We continued to enhance the Inspektor Gadget framework by adding more features, such as:

  • Detection of container creation and deletion: This feature allows us to start monitoring a container as soon as it’s created without the need to restart the gadget or losing the very first events.
  • Further integration with Kubernetes: For network-related gadgets, we added support for converting IP addresses to pod or service names. In this way, users can easily identify the source and destination of the network events.
  • Support multiple output formats: Apart from the default column-based output, we added support for JSON, JSON pretty, and YAML output formats.

On the community side, Inspektor Gadget has been growing as well. It has a growing number of contributors and users, and it is now a CNCF sandbox project.

The Sky’s the Limit: Inspektor Gadget’s Evolution

Seeing the development of Inspektor Gadget as a project, we started making several questions to ourselves. Why restrict it to Kubernetes? What about standalone containers? What about allowing users to run their own eBPF programs? This led the project to evolve in several ways.

Going Beyond Kubernetes

The challenges described above are not exclusive to Kubernetes, they are also present in standalone containers. This led us to create a version of Inspektor Gadget that can be used with standalone containers and that is fully decoupled from Kubernetes. This is how the ig tool was born.

The ig tool now also supports monitoring processes running directly in the host, outside of any container. This is particularly useful for debugging system-wide issues.​

By the way, systemd units support is coming soon as well 🚀.

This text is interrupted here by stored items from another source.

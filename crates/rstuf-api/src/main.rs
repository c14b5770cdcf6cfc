//! RSTUF API Server Binary
//!
//! Runs the control-plane HTTP server. All configuration comes from the
//! environment; see [`rstuf_api::ApiConfig`].

use std::sync::Arc;
use tracing::{info, warn};
use tracing_subscriber::FmtSubscriber;

use rstuf_api::broker::Broker;
use rstuf_api::settings::SettingsBackend;
use rstuf_api::{
    create_router, ApiConfig, AppState, LocalMirror, MemoryBroker, MemorySettings, SettingsStore,
};
use rstuf_auth::{AuthService, AuthStore, AuthenticationService};

#[tokio::main]
async fn main() {
    // Configuration
    let config = ApiConfig::from_env().expect("Invalid configuration");

    // Initialize logging
    let subscriber = FmtSubscriber::builder()
        .with_max_level(config.log_level)
        .with_target(true)
        .with_thread_ids(true)
        .finish();

    tracing::subscriber::set_global_default(subscriber)
        .expect("Failed to set tracing subscriber");

    // Settings store
    let backend = settings_backend(&config).await;
    let mirror = LocalMirror::new(config.settings_file());
    let settings = Arc::new(
        SettingsStore::open(backend, Some(mirror))
            .await
            .expect("Failed to open settings store"),
    );

    // Task broker
    let broker = task_broker(&config).await;

    // Authentication
    let auth = authentication(&config).await;
    if !config.auth {
        warn!("Authentication is disabled; every endpoint is open");
    }

    info!(
        port = config.port,
        auth = config.auth,
        data_dir = %config.data_dir.display(),
        "Starting RSTUF API server"
    );

    // Create application state
    let state = Arc::new(AppState::new(
        settings,
        broker,
        auth,
        config.auth,
        config.bootstrap_poll_interval,
    ));

    // Build router
    let app = create_router(state);

    // Start server
    let addr = format!("0.0.0.0:{}", config.port);
    let listener = tokio::net::TcpListener::bind(&addr)
        .await
        .expect("Failed to bind to address");

    info!(addr = %addr, "RSTUF API listening");

    axum::serve(listener, app)
        .await
        .expect("Server error");
}

#[cfg(feature = "redis")]
async fn settings_backend(config: &ApiConfig) -> Arc<dyn SettingsBackend> {
    match config.redis_url(config.redis_db_data) {
        Some(url) => Arc::new(
            rstuf_api::settings::RedisSettings::connect(&url)
                .await
                .expect("Failed to connect to Redis settings store"),
        ),
        None => {
            warn!("RSTUF_REDIS_SERVER not set; settings are kept in memory");
            Arc::new(MemorySettings::new())
        }
    }
}

#[cfg(not(feature = "redis"))]
async fn settings_backend(_config: &ApiConfig) -> Arc<dyn SettingsBackend> {
    Arc::new(MemorySettings::new())
}

#[cfg(feature = "redis")]
async fn task_broker(config: &ApiConfig) -> Arc<dyn Broker> {
    match &config.broker_server {
        Some(broker_url) => {
            let result_url = config
                .redis_url(config.redis_db_result)
                .unwrap_or_else(|| broker_url.clone());
            Arc::new(
                rstuf_api::broker::RedisBroker::connect(broker_url, &result_url)
                    .await
                    .expect("Failed to connect to task broker"),
            )
        }
        None => {
            warn!("RSTUF_BROKER_SERVER not set; tasks are queued in memory and never run");
            Arc::new(MemoryBroker::new())
        }
    }
}

#[cfg(not(feature = "redis"))]
async fn task_broker(_config: &ApiConfig) -> Arc<dyn Broker> {
    Arc::new(MemoryBroker::new())
}

#[cfg(feature = "sqlite")]
async fn auth_store(config: &ApiConfig) -> Arc<dyn AuthStore> {
    Arc::new(
        rstuf_auth::SqliteAuthStore::new(&config.database_url)
            .await
            .expect("Failed to open user database"),
    )
}

#[cfg(not(feature = "sqlite"))]
async fn auth_store(_config: &ApiConfig) -> Arc<dyn AuthStore> {
    Arc::new(rstuf_auth::MemoryAuthStore::new())
}

/// `None` when no token secret is configured (only possible with auth off)
async fn authentication(config: &ApiConfig) -> Option<Arc<dyn AuthenticationService>> {
    if config.token_key.is_none() {
        return None;
    }

    let store = auth_store(config).await;
    let service = AuthService::new(
        store,
        config.token_key.clone(),
        config.admin_password.clone(),
    )
    .expect("Failed to initialize authentication");

    if config.admin_password.is_some() {
        service
            .bootstrap_admin()
            .await
            .expect("Failed to create admin user");
    }
    Some(Arc::new(service))
}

Running Custom eBPF Programs

At this point, Inspektor Gadget became a powerful framework that builds, packages, ships, deploys and runs eBPF programs in many different environments. However, we are still limited to the eBPF programs (gadgets) that we provide.

The image-based gadgets idea aims to remove this limitation and make Inspektor Gadget a framework to run any eBPF programs, like Docker does for containers. The image-based design document gadgets provides a detailed explanation of this feature.

Here a summary of how it works:

  • Build your own eBPF program and package it as an OCI image:

    ig image build -t my-gadget:v1 .
  • Manage your gadgets as you do with containers:

    ig image pull|push my-gadget[:TAG]
    ig image list
  • Run your gadget:

    ig run my-gadget:v1

This feature is already available in ig and kubectl-gadget as experimental. We are working to make the gadgets that we provide available as OCI images as well. You can find more information about the progress in this issue: [EPIC] Implement Image-based Gadgets.

Where is Inspektor Gadget Heading?

Our vision for Inspektor Gadget is to be a uniquely complete tool for eBPF system inspection, supporting across Linux host processes, systemd units, containers, and Kubernetes​:

Docker is to containers what Inspektor Gadget is to eBPF programs.

Join us in this journey by contributing to the project, providing feedback, or just using it and letting us know your thoughts.